AIA New Jersey is pleased to announce the successful completion of one of its major legislative initiatives with the enactment of the Good Samaritan bill signed by Governor Christie yesterday. The profession will be in a position to offer its services to the people of New Jersey during a declared disaster as a first responder with the protections afforded in this statute. We want to thank our prime Sponsor Assembly Majority Leader Louis Greenwald and sponsors Assemblymen Moriarty and Chivukula and the Governor for their support. Below is a press release regarding the bill.

AIA-NJ President Jack Purvis AIA,  along with Homeland Security Committee Chair and Past President Laurence Parisi AIA, President Elect Kurt Kalafsky AIA, and 1st Vice President Kimberly Bunn AIA at press conference with Assembly Majority Leader Louis Greenwald.

AIA-NJ President Jack Purvis AIA, along with Homeland Security Committee Chair and Past President Laurence Parisi AIA, President Elect Kurt Kalafsky AIA, and 1st Vice President Kimberly Bunn AIA at 2013 press conference with Assembly Majority Leader Louis Greenwald.

Greenwald, Moriarty & Chivukula Bill to Help Improve Natural Disaster Response Signed into Law

(TRENTON) – Legislation sponsored by Assembly Majority Leader Lou Greenwald, Assemblyman Paul Moriarty and Assemblyman Upendra Chivukula to improve the state’s ability to respond to large-scale natural disasters has been inked into law.

The law (A-2025) bolsters safety inspection capacity in the aftermath of disasters like Superstorm Sandy – the scale of which can easily overwhelm local governments – by shielding licensed architects and professional engineers from liability when they volunteer to help local governments respond to major natural disasters.

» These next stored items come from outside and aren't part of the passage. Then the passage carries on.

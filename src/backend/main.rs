/**
 * opsdesk Server Entry Point
 *
 * Loads configuration (`.env`, optional TOML file, environment), sets up
 * tracing and serves the auth API.
 */

use std::net::SocketAddr;

use opsdesk::backend::server::create_app;
use opsdesk::shared::AppConfig;
use tracing_subscriber::EnvFilter;

#[tokio::main]
async fn main() -> Result<(), Box<dyn std::error::Error>> {
    // Load environment variables from .env file if present
    dotenv::dotenv().ok();

    let env_filter = EnvFilter::try_from_default_env().unwrap_or_else(|_| EnvFilter::new("info"));
    tracing_subscriber::fmt().with_env_filter(env_filter).init();

    let config = AppConfig::load().map_err(|e| {
        tracing::error!("Invalid configuration: {}", e);
        e
    })?;
    tracing::info!("Configuration loaded: {:?}", config);

    let app = create_app(&config).await?;

    let addr = SocketAddr::from(([0, 0, 0, 0], config.server_port));
    let listener = tokio::net::TcpListener::bind(addr).await?;
    tracing::info!("Listening on {}", addr);

    axum::serve(listener, app).await?;

    Ok(())
}
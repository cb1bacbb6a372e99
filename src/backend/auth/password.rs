/**
 * Password Hashing and Verification
 *
 * One-way, salted bcrypt hashes. The work factor comes from configuration
 * (default 10). bcrypt is CPU bound, so the async entry points move the
 * work onto tokio's blocking pool.
 */

use thiserror::Error;

/// Hashing failures. Verification never fails, it answers `false`.
#[derive(Debug, Error)]
pub enum PasswordError {
    #[error("password hashing failed: {0}")]
    Hash(#[from] bcrypt::BcryptError),

    #[error("password hashing task failed: {0}")]
    Task(#[from] tokio::task::JoinError),
}

/// bcrypt hasher with a fixed work factor
#[derive(Debug, Clone, Copy, PartialEq, Eq)]
pub struct PasswordHasher {
    cost: u32,
}

impl PasswordHasher {
    pub fn new(cost: u32) -> Self {
        Self { cost }
    }

    /// Hash `secret` with a fresh salt
    pub fn hash(&self, secret: &str) -> Result<String, PasswordError> {
        Ok(bcrypt::hash(secret, self.cost)?)
    }

    /// Compare `secret` against a stored hash
    ///
    /// A stored hash bcrypt cannot parse counts as a mismatch.
    pub fn verify(secret: &str, secret_hash: &str) -> bool {
        match bcrypt::verify(secret, secret_hash) {
            Ok(valid) => valid,
            Err(e) => {
                tracing::warn!("Stored password hash could not be parsed: {}", e);
                false
            }
        }
    }

    /// [`hash`](Self::hash) on the blocking pool
    pub async fn hash_blocking(&self, secret: String) -> Result<String, PasswordError> {
        let hasher = *self;
        tokio::task::spawn_blocking(move || hasher.hash(&secret)).await?
    }

    /// [`verify`](Self::verify) on the blocking pool
    pub async fn verify_blocking(secret: String, secret_hash: String) -> bool {
        match tokio::task::spawn_blocking(move || Self::verify(&secret, &secret_hash)).await {
            Ok(valid) => valid,
            Err(e) => {
                tracing::error!("Password verification task failed: {:?}", e);
                false
            }
        }
    }
}
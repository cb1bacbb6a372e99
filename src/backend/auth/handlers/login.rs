/**
 * Login Handler
 *
 * POST /auth/login
 *
 * # Authentication Process
 *
 * 1. Validate the credentials (store lookup + bcrypt verification)
 * 2. Issue a signed token for the identity
 * 3. Return `{ "access_token": ... }`
 *
 * # Security
 *
 * - Unknown email and wrong password give the same 401 body
 * - A store outage is a 500, never "invalid credentials"
 * - The password is never logged or returned
 */

use axum::{extract::State, response::Json};

use crate::backend::auth::handlers::types::{LoginRequest, TokenResponse};
use crate::backend::error::BackendError;
use crate::backend::server::state::AppState;

/// Login handler
///
/// # Errors
///
/// * `401 Unauthorized` - unknown email or wrong password
/// * `500 Internal Server Error` - store or signing failure
///
/// # Example Response
///
/// ```json
/// { "access_token": "eyJhbGciOiJIUzI1NiIsInR5cCI6IkpXVCJ9..." }
/// ```
pub async fn login(
    State(state): State<AppState>,
    Json(request): Json<LoginRequest>,
) -> Result<Json<TokenResponse>, BackendError> {
    let identity = state
        .validator
        .validate(&request.email, &request.password)
        .await?
        .ok_or(BackendError::InvalidCredentials)?;

    let access_token = state.codec.issue(&identity)?;

    tracing::info!("Identity {} logged in", identity.id);

    Ok(Json(TokenResponse { access_token }))
}
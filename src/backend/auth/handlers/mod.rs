//! Authentication Handlers Module
//!
//! HTTP handlers for the auth and user-administration endpoints.
//!
//! # Module Structure
//!
//! ```text
//! handlers/
//! ├── mod.rs      - Module exports and documentation
//! ├── types.rs    - Request and response types
//! ├── login.rs    - POST /auth/login
//! ├── logout.rs   - POST /auth/logout
//! ├── register.rs - POST /auth/register
//! ├── me.rs       - GET /auth/me, GET /auth/profile
//! └── users.rs    - GET /users, PUT /users/{id}/roles, PUT /users/{id}/permissions
//! ```
//!
//! # Authentication Flow
//!
//! 1. **Register**: display name, email and password → identity created with
//!    `{User}` / `{VIEW_DASHBOARD}`
//! 2. **Login**: email and password → credentials verified → `{access_token}`
//! 3. **Guarded routes**: bearer token → access guard → handler receives the
//!    `Principal`
//!
//! Handlers never check tokens themselves; the per-route guard in
//! `backend::middleware` has already admitted the request.

/// Request and response types
pub mod types;

/// Login handler
pub mod login;

/// Logout handler
pub mod logout;

/// Registration handler
pub mod register;

/// Current identity and profile handlers
pub mod me;

/// User administration handlers
pub mod users;

pub use types::{
    LoginRequest, MessageResponse, RegisterRequest, TokenResponse, UpdatePermissionsRequest,
    UpdateRolesRequest,
};

pub use login::login;
pub use logout::logout;
pub use me::{get_me, get_profile};
pub use register::register;
pub use users::{list_users, update_permissions, update_roles};
//! Shared Module
//!
//! Types that carry no server dependencies: the role and permission
//! vocabulary, shared error types and application configuration. They are
//! available with or without the `ssr` feature.

/// Roles and permissions
pub mod roles;

/// Shared error types
pub mod error;

/// Application configuration
pub mod config;

/// Re-export commonly used types for convenience
pub use roles::{Permission, Role};
pub use error::SharedError;
pub use config::{AppConfig, AppConfigBuilder, BootstrapAdmin, ConfigError};
use std::path::Path;

use anyhow::Result;

use super::config::{Credentials, StagingConfig};
use super::error::TransportResult;

pub trait ConfigRepository {
    fn load(&self) -> Result<StagingConfig>;
    fn save(&self, config: &StagingConfig) -> Result<()>;
}

/// 远程文件存储的传输客户端 (FTP/SFTP)
///
/// 一个实例只服务一次上传或删除：先 `connect`，最后 `close`。
/// `close` 必须幂等，且在 `connect` 失败后调用也是安全的。
#[cfg_attr(test, mockall::automock)]
pub trait Transport: Send {
    fn connect(&mut self, credentials: &Credentials) -> TransportResult<()>;

    fn exists(&mut self, path: &str) -> TransportResult<bool>;

    /// recursive 为 true 时同时创建缺失的上级目录
    fn make_directory(&mut self, path: &str, recursive: bool) -> TransportResult<()>;

    fn change_permissions(&mut self, path: &str, mode: i32) -> TransportResult<()>;

    /// 上传本地文件，返回写入的字节数
    fn upload_file(&mut self, local_path: &Path, remote_path: &str) -> TransportResult<u64>;

    fn delete_file(&mut self, remote_path: &str) -> TransportResult<()>;

    fn close(&mut self);
}

/// 每次调用产生一个全新的、未连接的传输实例
#[cfg_attr(test, mockall::automock)]
pub trait TransportFactory: Send + Sync {
    fn create(&self) -> Box<dyn Transport>;
}
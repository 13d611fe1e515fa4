pub mod config_store;
pub mod factory;
pub mod ftp;
pub mod net;
pub mod ssh;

“Whether it’s tornadoes in Alabama, earthquakes in California or hurricanes in New Jersey, Good Samaritan laws are critical in ensuring a safe, effective and speedy response to major natural disasters,” said Greenwald (D-Camden/Burlington). “By passing a Good Samaritan law in New Jersey, we better prepare our state to respond rapidly and efficiently to the next Superstorm Sandy.”

“Not having had this protection deterred many of these professionals from volunteering their services in times of critical need, which unduly restricted our ability to quickly and effectively provide safety inspections after a large-scale disaster,” said Moriarty (D-Camden/Gloucester). “We cannot afford to go without such valuable assistance when the next big storm hits.”

“These are professionals who are willing to volunteer their time, expertise and services to help rebuild communities that have been damaged by major natural disasters,” said Chivukula (D-Middlesex/Somerset). “With the weather expected to become even more severe in the future, it will be wise to have people with expertise who are ready and able to help when the time comes.”

Nearly 400 architects stood ready to use their professional expertise to assist in assessing storm-damaged properties in New York City days after Superstorm Sandy hit, according to a 2013 Crain’s New York Business article. The specter of thousands – if not millions – of dollars in potential lawsuit liability deterred the vast majority from volunteering their assistance, leaving local officials overwhelmed by the scale of the task.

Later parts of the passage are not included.